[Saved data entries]
- Opening Delimiter -
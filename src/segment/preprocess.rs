use ndarray::{Array1, Array2, ArrayView2};

use crate::error::{Error, Result};

/// Kernel size of the blur applied before segmentation.
pub const BLUR_KERNEL_SIZE: usize = 5;

pub const LOWER_PERCENTILE: f32 = 1.0;
pub const UPPER_PERCENTILE: f32 = 99.8;

const NORMALIZE_EPS: f32 = 1e-20;

// Sigma picked from the kernel size when none is given, the usual rule for
// fixed-size Gaussian blurs.
fn default_sigma(ksize: usize) -> f32 {
    return 0.3 * ((ksize as f32 - 1.0) * 0.5 - 1.0) + 0.8;
}

pub fn gaussian_kernel(ksize: usize, sigma: Option<f32>) -> Result<Array1<f32>> {
    if ksize % 2 != 1 {
        return Err(Error::Shape(format!("blur kernel size must be odd, got {}", ksize)));
    }

    let sigma = sigma.filter(|s| *s > 0.0).unwrap_or_else(|| default_sigma(ksize));
    let c = (ksize / 2) as f32;
    let mut kernel = Array1::from_shape_fn(ksize, |i| {
        let d = i as f32 - c;
        (-d * d / (2.0 * sigma * sigma)).exp()
    });
    let total = kernel.sum();
    kernel /= total;

    return Ok(kernel);
}

// Mirror an out-of-range index back into [0, n) without repeating the edge
// pixel (gfedcb|abcdefgh|gfedcba).
fn reflect101(i: isize, n: usize) -> usize {
    if n == 1 {
        return 0;
    }
    let n = n as isize;
    let mut i = i;
    while i < 0 || i >= n {
        if i < 0 {
            i = -i;
        }
        if i >= n {
            i = 2 * n - 2 - i;
        }
    }
    return i as usize;
}

/// Separable Gaussian blur with a `ksize` x `ksize` kernel and mirrored borders.
pub fn gaussian_blur(image: &ArrayView2<f32>, ksize: usize) -> Result<Array2<f32>> {
    let kernel = gaussian_kernel(ksize, None)?;
    let r = (ksize / 2) as isize;
    let (m, n) = image.dim();

    let mut rows = Array2::<f32>::zeros((m, n));
    for i in 0..m {
        for j in 0..n {
            let mut acc = 0.0;
            for (k, w) in kernel.iter().enumerate() {
                let jj = reflect101(j as isize + k as isize - r, n);
                acc += w * image[[i, jj]];
            }
            rows[[i, j]] = acc;
        }
    }

    let mut out = Array2::<f32>::zeros((m, n));
    for i in 0..m {
        for j in 0..n {
            let mut acc = 0.0;
            for (k, w) in kernel.iter().enumerate() {
                let ii = reflect101(i as isize + k as isize - r, m);
                acc += w * rows[[ii, j]];
            }
            out[[i, j]] = acc;
        }
    }

    return Ok(out);
}

// Linear interpolation between closest ranks on sorted values.
fn percentile_sorted(sorted: &[f32], q: f32) -> f32 {
    if sorted.is_empty() {
        return f32::NAN;
    }
    let rank = (q / 100.0).clamp(0.0, 1.0) * (sorted.len() - 1) as f32;
    let lo = rank.floor() as usize;
    let hi = rank.ceil() as usize;
    let frac = rank - lo as f32;
    return sorted[lo] + (sorted[hi] - sorted[lo]) * frac;
}

pub fn percentile(values: &[f32], q: f32) -> f32 {
    let mut sorted = values.to_vec();
    sorted.sort_unstable_by(|a, b| a.total_cmp(b));
    return percentile_sorted(&sorted, q);
}

/// Rescale so the `lower` percentile maps to 0 and the `upper` percentile to
/// 1. Values outside that range are left unclipped.
pub fn normalize_percentile(image: &ArrayView2<f32>, lower: f32, upper: f32) -> Array2<f32> {
    let mut sorted: Vec<f32> = image.iter().cloned().collect();
    sorted.sort_unstable_by(|a, b| a.total_cmp(b));

    let mi = percentile_sorted(&sorted, lower);
    let ma = percentile_sorted(&sorted, upper);

    return image.mapv(|v| (v - mi) / (ma - mi + NORMALIZE_EPS));
}
// Table schemas shared by output.rs and input.rs

use arrow::datatypes::{DataType, Field, Schema};
use clap::ValueEnum;

#[derive(Copy, Clone, Debug, PartialEq, Eq, PartialOrd, Ord, ValueEnum)]
pub enum OutputFormat {
    Infer,
    Csv,
    CsvGz,
    Parquet,
}

pub fn centroid_schema() -> Schema {
    Schema::new(vec![
        Field::new("label", DataType::UInt32, false),
        Field::new("z", DataType::Float32, false),
        Field::new("y", DataType::Float32, false),
        Field::new("x", DataType::Float32, false),
    ])
}

pub fn volume_schema() -> Schema {
    Schema::new(vec![
        Field::new("label", DataType::UInt32, false),
        Field::new("volume", DataType::UInt64, false),
    ])
}

pub fn voxel_schema() -> Schema {
    Schema::new(vec![
        Field::new("label", DataType::UInt32, false),
        Field::new("z", DataType::UInt32, false),
        Field::new("y", DataType::UInt32, false),
        Field::new("x", DataType::UInt32, false),
    ])
}

pub fn instance_schema() -> Schema {
    Schema::new(vec![
        Field::new("layer", DataType::UInt32, false),
        Field::new("label", DataType::UInt32, false),
        Field::new("y", DataType::Float32, false),
        Field::new("x", DataType::Float32, false),
        Field::new("area", DataType::UInt64, false),
    ])
}

pub fn match_schema(channel_names: &[String]) -> Schema {
    let mut fields = vec![Field::new("source", DataType::Utf8, false)];
    for name in channel_names {
        fields.push(Field::new(name, DataType::UInt32, false));
    }
    fields.push(Field::new("mutual", DataType::Boolean, false));
    Schema::new(fields)
}
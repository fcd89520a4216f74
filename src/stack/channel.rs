use log::info;
use ndarray::{Array3, ArrayD, Axis, Ix3};
use std::collections::HashMap;

use super::metadata::ChannelDirectory;
use crate::error::{Error, Result};

// Axes every isolated channel volume is reduced to, in output order.
const VOLUME_AXES: [char; 3] = ['Z', 'Y', 'X'];

/// A dense multi-axis stack as read from the microscope export, with one axis
/// character per dimension (e.g. "CZYX").
#[derive(Clone, Debug)]
pub struct RawStack {
    pub data: ArrayD<u16>,
    pub axes: String,
}

impl RawStack {
    pub fn new(data: ArrayD<u16>, axes: &str) -> Result<Self> {
        let naxes = axes.chars().count();
        if naxes != data.ndim() {
            return Err(Error::InvalidAxes {
                axes: axes.to_string(),
                reason: format!("{} axes given for a {}-dimensional array", naxes, data.ndim()),
            });
        }

        for (i, c) in axes.chars().enumerate() {
            if axes.chars().skip(i + 1).any(|d| d == c) {
                return Err(Error::InvalidAxes {
                    axes: axes.to_string(),
                    reason: format!("axis '{}' appears more than once", c),
                });
            }
        }

        return Ok(RawStack {
            data,
            axes: axes.to_string(),
        });
    }

    /// Extent of every axis, keyed by axis character.
    pub fn dims(&self) -> HashMap<char, usize> {
        return self
            .axes
            .chars()
            .zip(self.data.shape().iter().cloned())
            .collect();
    }

    pub fn axis_position(&self, axis: char) -> Option<usize> {
        return self.axes.chars().position(|c| c == axis);
    }

    /// Select `index` along `axis`, removing that axis.
    pub fn take_axis(&self, axis: char, index: usize) -> Result<RawStack> {
        let pos = self.axis_position(axis).ok_or_else(|| Error::InvalidAxes {
            axes: self.axes.clone(),
            reason: format!("no '{}' axis", axis),
        })?;

        let extent = self.data.shape()[pos];
        if index >= extent {
            return Err(Error::Shape(format!(
                "index {} out of bounds for axis '{}' of extent {}",
                index, axis, extent
            )));
        }

        let data = self.data.index_axis(Axis(pos), index).to_owned();
        let axes = self
            .axes
            .chars()
            .enumerate()
            .filter(|(i, _)| *i != pos)
            .map(|(_, c)| c)
            .collect();

        return Ok(RawStack { data, axes });
    }

    // Drop singleton axes other than Z, Y, X. A single-slice stack still
    // reduces to a (1, Y, X) volume.
    fn squeeze(self) -> RawStack {
        let mut data = self.data;
        let mut axes: Vec<char> = self.axes.chars().collect();

        let mut i = 0;
        while i < axes.len() {
            if data.shape()[i] == 1 && !VOLUME_AXES.contains(&axes[i]) {
                data = data.index_axis_move(Axis(i), 0);
                axes.remove(i);
            } else {
                i += 1;
            }
        }

        return RawStack {
            data,
            axes: axes.into_iter().collect(),
        };
    }

    fn into_volume(self) -> Result<Array3<u16>> {
        let stack = self.squeeze();

        if stack.axes.len() != 3 {
            return Err(Error::InvalidAxes {
                axes: stack.axes.clone(),
                reason: String::from("expected exactly Z, Y and X to remain after channel selection"),
            });
        }

        let mut order = [0; 3];
        for (i, axis) in VOLUME_AXES.iter().enumerate() {
            order[i] = stack.axis_position(*axis).ok_or_else(|| Error::InvalidAxes {
                axes: stack.axes.clone(),
                reason: format!("missing '{}' axis", axis),
            })?;
        }

        let volume = stack
            .data
            .permuted_axes(order.to_vec())
            .into_dimensionality::<Ix3>()
            .map_err(|err| Error::Shape(err.to_string()))?;

        return Ok(volume.as_standard_layout().into_owned());
    }
}

/// Pull a single fluorescence channel out of `stack` as a (Z, Y, X) volume.
///
/// The tag is resolved to a channel name through `channels`, and the name to
/// a channel index by its position in the directory. Stacks without a `C`
/// axis are treated as single channel.
pub fn isolate_channel(
    stack: &RawStack,
    tag: &str,
    channels: &ChannelDirectory,
) -> Result<Array3<u16>> {
    let name = channels
        .name(tag)
        .ok_or_else(|| Error::UnknownChannelTag(tag.to_string()))?;
    let index = channels
        .index_of_name(name)
        .ok_or_else(|| Error::UnknownChannelTag(tag.to_string()))?;

    let nchannels = stack.dims().get(&'C').cloned().unwrap_or(1);
    if index >= nchannels {
        return Err(Error::ChannelIndexOutOfRange { index, nchannels });
    }

    let reduced = if stack.axis_position('C').is_some() {
        stack.take_axis('C', index)?
    } else {
        stack.clone()
    };

    let volume = reduced.into_volume()?;
    info!(
        "Isolated channel {} ('{}', index {}): volume of shape {:?}",
        tag,
        name,
        index,
        volume.dim()
    );

    return Ok(volume);
}
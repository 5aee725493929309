//! Fatal and non-fatal error conditions for the logger process.

use thiserror::Error;

pub type Result<T> = std::result::Result<T, LoggerError>;

#[derive(Debug, Error)]
pub enum LoggerError {
    /// NickServ rejected our identify password.
    #[error("invalid password")]
    InvalidPassword,
    /// The server sent numeric 477 (cannot join channel).
    #[error("cannot join channel")]
    CannotJoinChannel,
    /// We were put into a channel other than the one we asked to join.
    #[error("joined wrong channel: expected {expected}, got {actual}")]
    JoinedWrongChannel { expected: String, actual: String },
    /// We PINGed the server and got no PONG before giving up.
    #[error("no ping response from server")]
    NoPingResponse,
    /// A line exceeded the parser's representable length.
    #[error("message too big ({0} bytes)")]
    MsgTooBig(usize),
    /// A line failed to parse as a well-formed IRC message.
    #[error("invalid message: {0}")]
    InvalidMsg(#[from] irc_proto::ParseError),
    /// A spool filename failed strict decoding during startup recovery.
    #[error(transparent)]
    Format(#[from] irclog_format::FormatError),
    #[error("I/O error: {0}")]
    Io(#[from] std::io::Error),
    #[error("TLS error: {0}")]
    Tls(#[from] native_tls::Error),
    #[error("TLS handshake error: {0}")]
    TlsHandshake(#[from] native_tls::HandshakeError<std::net::TcpStream>),
}
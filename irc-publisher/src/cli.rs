//! Command-line interface.

use std::path::PathBuf;

use clap::Parser;

#[derive(Parser, Debug)]
#[command(name = "irc-publisher")]
#[command(about = "Watches a logger's spool directory and publishes it into a git repository")]
pub struct Cli {
    /// Spool directory written by a logger process.
    #[arg(long)]
    pub logger_dir: PathBuf,

    /// Git repository to publish into. Must already contain a `.git` entry.
    #[arg(long)]
    pub repo: PathBuf,

    /// Enable logging to stderr at the specified level (error, warn, info, debug, trace).
    #[arg(long)]
    pub log: Option<tracing::Level>,
}
//! Scans the spool directory and routes each entry into the repo in
//! ascending sequence-number order, tolerating gaps left by interrupted
//! deletes (spec section 4.4).

use std::fs;
use std::path::Path;

use irclog_format::{parse_seq_filename, PARTIAL_SUFFIX};

use crate::date_router::route_and_append;
use crate::error::{PublisherError, Result};
use crate::git::GitOperator;

#[derive(Debug, Clone, Copy, PartialEq, Eq)]
pub enum DrainOutcome {
    Published,
    Empty,
}

/// List the spool directory, ignoring `.partial` leftovers, and find the
/// minimum and maximum numeric names in a single pass.
fn min_max_seq(spool: &Path) -> Result<Option<(u32, u32)>> {
    let mut min = None;
    let mut max = None;

    for entry in fs::read_dir(spool)? {
        let entry = entry?;
        let name = entry.file_name();
        let name = name.to_string_lossy();
        if name.ends_with(PARTIAL_SUFFIX) {
            continue;
        }
        let seq = parse_seq_filename(&name)?;
        min = Some(min.map_or(seq, |m: u32| m.min(seq)));
        max = Some(max.map_or(seq, |m: u32| m.max(seq)));
    }

    Ok(min.zip(max))
}

/// Drain every ready spool entry into the repo, in ascending numeric
/// order. Returns `Published` if at least one entry was processed.
pub fn drain(git: &dyn GitOperator, spool: &Path, repo: &Path) -> Result<DrainOutcome> {
    let Some((min, max)) = min_max_seq(spool)? else {
        return Ok(DrainOutcome::Empty);
    };
    drain_range(git, spool, repo, min, max)
}

/// Process `min..=max` against the spool, tolerating interior gaps. Split
/// out from `drain` so tests can exercise a boundary gap directly, since
/// `min`/`max` are otherwise always present by construction (they come
/// from the same directory listing that produced them).
fn drain_range(git: &dyn GitOperator, spool: &Path, repo: &Path, min: u32, max: u32) -> Result<DrainOutcome> {
    let mut published = false;

    for seq in min..=max {
        let path = spool.join(seq.to_string());
        if !path.exists() {
            if seq == min || seq == max {
                return Err(PublisherError::MissingBoundarySpoolEntry(seq));
            }
            tracing::warn!(seq, "spool entry missing mid-range, tolerating gap");
            continue;
        }

        route_and_append(git, repo, &path)?;
        fs::remove_file(&path)?;
        tracing::info!(seq, "drained spool entry");
        published = true;
    }

    Ok(if published {
        DrainOutcome::Published
    } else {
        DrainOutcome::Empty
    })
}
- Closing Delimiter -
**Your goal**: Return, with no change at all, every line in the entries above from the line containing "the name to" through the line containing "ping response from".

**Answer for this exercise**:
/// The tag is resolved to a channel name through `channels`, and the name to
/// a channel index by its position in the directory. Stacks without a `C`
/// axis are treated as single channel.
pub fn isolate_channel(
    stack: &RawStack,
    tag: &str,
    channels: &ChannelDirectory,
) -> Result<Array3<u16>> {
    let name = channels
        .name(tag)
        .ok_or_else(|| Error::UnknownChannelTag(tag.to_string()))?;
    let index = channels
        .index_of_name(name)
        .ok_or_else(|| Error::UnknownChannelTag(tag.to_string()))?;

    let nchannels = stack.dims().get(&'C').cloned().unwrap_or(1);
    if index >= nchannels {
        return Err(Error::ChannelIndexOutOfRange { index, nchannels });
    }

    let reduced = if stack.axis_position('C').is_some() {
        stack.take_axis('C', index)?
    } else {
        stack.clone()
    };

    let volume = reduced.into_volume()?;
    info!(
        "Isolated channel {} ('{}', index {}): volume of shape {:?}",
        tag,
        name,
        index,
        volume.dim()
    );

    return Ok(volume);
}
repository 5aee725493929309
//! Fatal and non-fatal error conditions for the logger process.

use thiserror::Error;

pub type Result<T> = std::result::Result<T, LoggerError>;

#[derive(Debug, Error)]
pub enum LoggerError {
    /// NickServ rejected our identify password.
    #[error("invalid password")]
    InvalidPassword,
    /// The server sent numeric 477 (cannot join channel).
    #[error("cannot join channel")]
    CannotJoinChannel,
    /// We were put into a channel other than the one we asked to join.
    #[error("joined wrong channel: expected {expected}, got {actual}")]
    JoinedWrongChannel { expected: String, actual: String },
    /// We PINGed the server and got no PONG before giving up.
    #[error("no ping response from server")]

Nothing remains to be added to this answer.